En el extremo contrario, el documental Capturing the Friedmans, de Jarecki, es un desafío formal que reconstruye, desde todos los ángulos posibles, la vida de la familia que da título a la película, y en especial del enigmático padre, un profesor de computación acusado, junto con su hijo de dieciocho años, de abusar sexualmente de sus alumnos en el sótano de su casa. Jarecki opta por una pieza coral, donde entrevista a los involucrados y utiliza los vídeos caseros en donde los maniáticos Friedman capturaban su intimidad. Irritante, valiente y novedosa, la película lleva al límite la ironía de su título: pese a los puntos de vista expuestos a lo largo de dos horas por los Friedman, sus supuestas víctimas, sus jueces y sus defensores, al final resulta imposible comprender a esta familia disfuncional y llena de conflictos. A diferencia de otros tratamientos del tema, Jarecki no evita referirse al fenómeno conocido como "memoria inducida" -al ser interrogados una y otra vez, los niños pueden inventar las peores historias imaginables-, sin que ello impida al público extraer sus propias conclusiones sobre la culpabilidad de los acusados.

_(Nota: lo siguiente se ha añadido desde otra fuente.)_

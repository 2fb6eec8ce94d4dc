//! Plaintext reference semantics and share-file tooling.
//!
//! The protocol's observable behavior is: for each query,
//! `u' = u + v * (1 - u.v)` on the user's row and
//! `V[item] += u * (1 - u.v)` on the item matrix, where `u` is the user
//! row before the query and `v` is the query vector. The checker replays
//! this model against reconstructed share files; the generator produces
//! matched share files for both parties.

use std::path::{Path, PathBuf};

use rand::RngCore;

use oblivrec_core::{ConfigError, MatrixShare, Query, Ring64, RingVec, Role};

/// Cleartext model of both factor matrices.
pub struct Model {
    pub users: MatrixShare,
    pub items: MatrixShare,
}

impl Model {
    /// Apply one query's update pair, in the same order the protocol does.
    pub fn apply(&mut self, query: &Query) -> Result<(), ConfigError> {
        let u = self.users.row(query.user_idx)?;
        let delta = u.dot(&query.v);
        let factor = Ring64::ONE - delta;
        self.users
            .set_row(query.user_idx, &u.add(&query.v.scale(factor)))?;
        let item = self.items.row(query.item_idx)?;
        self.items
            .set_row(query.item_idx, &item.add(&u.scale(factor)))?;
        Ok(())
    }

    pub fn replay(&mut self, queries: &[Query]) -> Result<(), ConfigError> {
        for query in queries {
            self.apply(query)?;
        }
        Ok(())
    }
}

/// Split a cleartext matrix into two additive share matrices.
pub fn split_matrix(
    clear: &MatrixShare,
    rng: &mut dyn RngCore,
) -> Result<(MatrixShare, MatrixShare), ConfigError> {
    let mut share0 = MatrixShare::zeros(clear.rows(), clear.cols());
    let mut share1 = MatrixShare::zeros(clear.rows(), clear.cols());
    for row in 0..clear.rows() {
        let clear_row = clear.row(row)?;
        let r0: RingVec = (0..clear.cols())
            .map(|_| Ring64::new(rng.next_u64()))
            .collect();
        share0.set_row(row, &r0)?;
        share1.set_row(row, &clear_row.sub(&r0))?;
    }
    Ok((share0, share1))
}

/// Split a cleartext vector into two additive shares.
pub fn split_vec(clear: &RingVec, rng: &mut dyn RngCore) -> (RingVec, RingVec) {
    let r0: RingVec = (0..clear.len())
        .map(|_| Ring64::new(rng.next_u64()))
        .collect();
    let r1 = clear.sub(&r0);
    (r0, r1)
}

/// Wrapping-add two share matrices back into the cleartext.
pub fn reconstruct_matrix(
    share0: &MatrixShare,
    share1: &MatrixShare,
) -> Result<MatrixShare, ConfigError> {
    let mut out = MatrixShare::zeros(share0.rows(), share0.cols());
    for row in 0..share0.rows() {
        out.set_row(row, &share0.row(row)?.add(&share1.row(row)?))?;
    }
    Ok(out)
}

/// Render a queries file: `q k` header, then one record per query.
pub fn format_queries(queries: &[Query], k: usize) -> String {
    let mut out = format!("{} {k}\n", queries.len());
    for query in queries {
        let values = query
            .v
            .iter()
            .map(|v| v.to_string())
            .collect::<Vec<_>>()
            .join(" ");
        out.push_str(&format!("{} {} {values}\n", query.user_idx, query.item_idx));
    }
    out
}

/// Conventional file names inside a data directory.
pub fn user_share_path(dir: &Path, role: Role) -> PathBuf {
    dir.join(format!("p{}_U.txt", role.index()))
}

pub fn item_share_path(dir: &Path, role: Role) -> PathBuf {
    dir.join(format!("p{}_V.txt", role.index()))
}

pub fn queries_path(dir: &Path, role: Role) -> PathBuf {
    dir.join(format!("p{}_queries.txt", role.index()))
}

pub fn results_path(dir: &Path, role: Role) -> PathBuf {
    dir.join(format!("p{}_results.txt", role.index()))
}

pub fn params_path(dir: &Path) -> PathBuf {
    dir.join("params.txt")
}
//! Row-major matrix shares and their on-disk text format.
//!
//! A matrix file is a `rows cols` header line followed by `rows` lines of
//! `cols` signed decimals. Each compute party owns one such file per
//! factor matrix; reads parse the whole file and writes go through a
//! temp-file-and-rename in `oblivrec-aio`.

use crate::errors::ConfigError;
use crate::ring::{Ring64, RingVec};

#[derive(Clone, Debug, PartialEq, Eq)]
pub struct MatrixShare {
    rows: usize,
    cols: usize,
    cells: Vec<Ring64>,
}

impl MatrixShare {
    pub fn zeros(rows: usize, cols: usize) -> Self {
        MatrixShare {
            rows,
            cols,
            cells: vec![Ring64::ZERO; rows * cols],
        }
    }

    pub fn from_rows(rows_data: Vec<Vec<Ring64>>) -> Self {
        let rows = rows_data.len();
        let cols = rows_data.first().map(Vec::len).unwrap_or(0);
        let cells = rows_data.into_iter().flatten().collect();
        MatrixShare { rows, cols, cells }
    }

    pub fn rows(&self) -> usize {
        self.rows
    }

    pub fn cols(&self) -> usize {
        self.cols
    }

    fn check_row(&self, row: usize) -> Result<(), ConfigError> {
        if row >= self.rows {
            return Err(ConfigError::RowOutOfRange {
                row,
                rows: self.rows,
            });
        }
        Ok(())
    }

    pub fn row(&self, row: usize) -> Result<RingVec, ConfigError> {
        self.check_row(row)?;
        Ok(RingVec::new(
            self.cells[row * self.cols..(row + 1) * self.cols].to_vec(),
        ))
    }

    pub fn set_row(&mut self, row: usize, values: &RingVec) -> Result<(), ConfigError> {
        self.check_row(row)?;
        if values.len() != self.cols {
            return Err(ConfigError::WrongLength {
                expected: self.cols,
                got: values.len(),
            });
        }
        self.cells[row * self.cols..(row + 1) * self.cols].copy_from_slice(values.as_slice());
        Ok(())
    }

    /// Add `delta` into the cell at `(row, col)`.
    pub fn add_to_cell(&mut self, row: usize, col: usize, delta: Ring64) {
        debug_assert!(row < self.rows && col < self.cols);
        self.cells[row * self.cols + col] += delta;
    }

    pub fn parse(text: &str) -> Result<Self, ConfigError> {
        let mut tokens = text.split_whitespace();
        let mut header = |what: &str| -> Result<usize, ConfigError> {
            let tok = tokens
                .next()
                .ok_or_else(|| ConfigError::Truncated(format!("matrix {what}")))?;
            tok.parse::<usize>()
                .map_err(|_| ConfigError::BadHeader(tok.to_string()))
        };
        let rows = header("row count")?;
        let cols = header("column count")?;
        let mut cells = Vec::with_capacity(rows * cols);
        for _ in 0..rows * cols {
            let tok = tokens
                .next()
                .ok_or_else(|| ConfigError::Truncated("matrix body".to_string()))?;
            cells.push(
                tok.parse::<Ring64>()
                    .map_err(|_| ConfigError::BadValue(tok.to_string()))?,
            );
        }
        Ok(MatrixShare { rows, cols, cells })
    }

    pub fn to_text(&self) -> String {
        let mut out = format!("{} {}\n", self.rows, self.cols);
        for row in 0..self.rows {
            let line = self.cells[row * self.cols..(row + 1) * self.cols]
                .iter()
                .map(|v| v.to_string())
                .collect::<Vec<_>>()
                .join(" ");
            out.push_str(&line);
            out.push('\n');
        }
        out
    }
}
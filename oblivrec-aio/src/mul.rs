//! Beaver multiplication over the peer channel.

use tokio::io::{AsyncRead, AsyncWrite};

use oblivrec_core::{BeaverTriple, Ring64};

use crate::error::ProtocolError;
use crate::peer::PeerChannel;

/// Multiply two shared values with one role-ordered exchange, consuming
/// one triple. Returns this party's share of the product.
pub async fn secure_mul<S>(
    chan: &mut PeerChannel<S>,
    a: Ring64,
    b: Ring64,
    triple: &BeaverTriple,
) -> Result<Ring64, ProtocolError>
where
    S: AsyncRead + AsyncWrite + Unpin + Send,
{
    let (mx, my) = triple.mask(a, b);
    let (peer_mx, peer_my) = chan.exchange_pair(mx, my).await?;
    Ok(triple.combine(a, b, peer_mx, peer_my))
}

#[cfg(test)]
mod tests {
    use super::*;
    use oblivrec_core::Role;
    use rand::{Rng, SeedableRng};
    use rand_chacha::ChaCha12Rng;

    #[tokio::test]
    async fn product_reconstructs() {
        let mut rng = ChaCha12Rng::seed_from_u64(41);
        for _ in 0..20 {
            let a = Ring64::new(rng.gen());
            let b = Ring64::new(rng.gen());
            let a0 = Ring64::new(rng.gen());
            let b0 = Ring64::new(rng.gen());
            let (t0, t1) = BeaverTriple::generate(&mut rng);

            let (s0, s1) = tokio::io::duplex(1024);
            let mut p0 = PeerChannel::new(Role::P0, s0);
            let mut p1 = PeerChannel::new(Role::P1, s1);
            let (c0, c1) = tokio::join!(
                secure_mul(&mut p0, a0, b0, &t0),
                secure_mul(&mut p1, a - a0, b - b0, &t1)
            );
            assert_eq!(c0.unwrap() + c1.unwrap(), a * b);
        }
    }
}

Dejando a un lado La mala educación, de Pedro Almodóvar, el último episodio de esta serie es narrado por Jason Berry y Gerald Renner en Vows of silence. The abuse of power in the papacy of John Paul II, publicado hace unas semanas en Estados Unidos. Berry y Renner estudian con gran cuidado las acusaciones de pedofilia lanzadas desde hace unos años por antiguos miembros de los Legionarios de Cristo en contra de su fundador, el sacerdote mexicano Marcial Maciel. Aunque este tema ha sido ampliamente tratado en México por la revista Proceso y otros medios, en especial por Ciro Gómez Leyva en el Canal 40, los defensores de Maciel han hecho todo lo posible para acallarlos (empleando amenazas y otras tácticas de presión).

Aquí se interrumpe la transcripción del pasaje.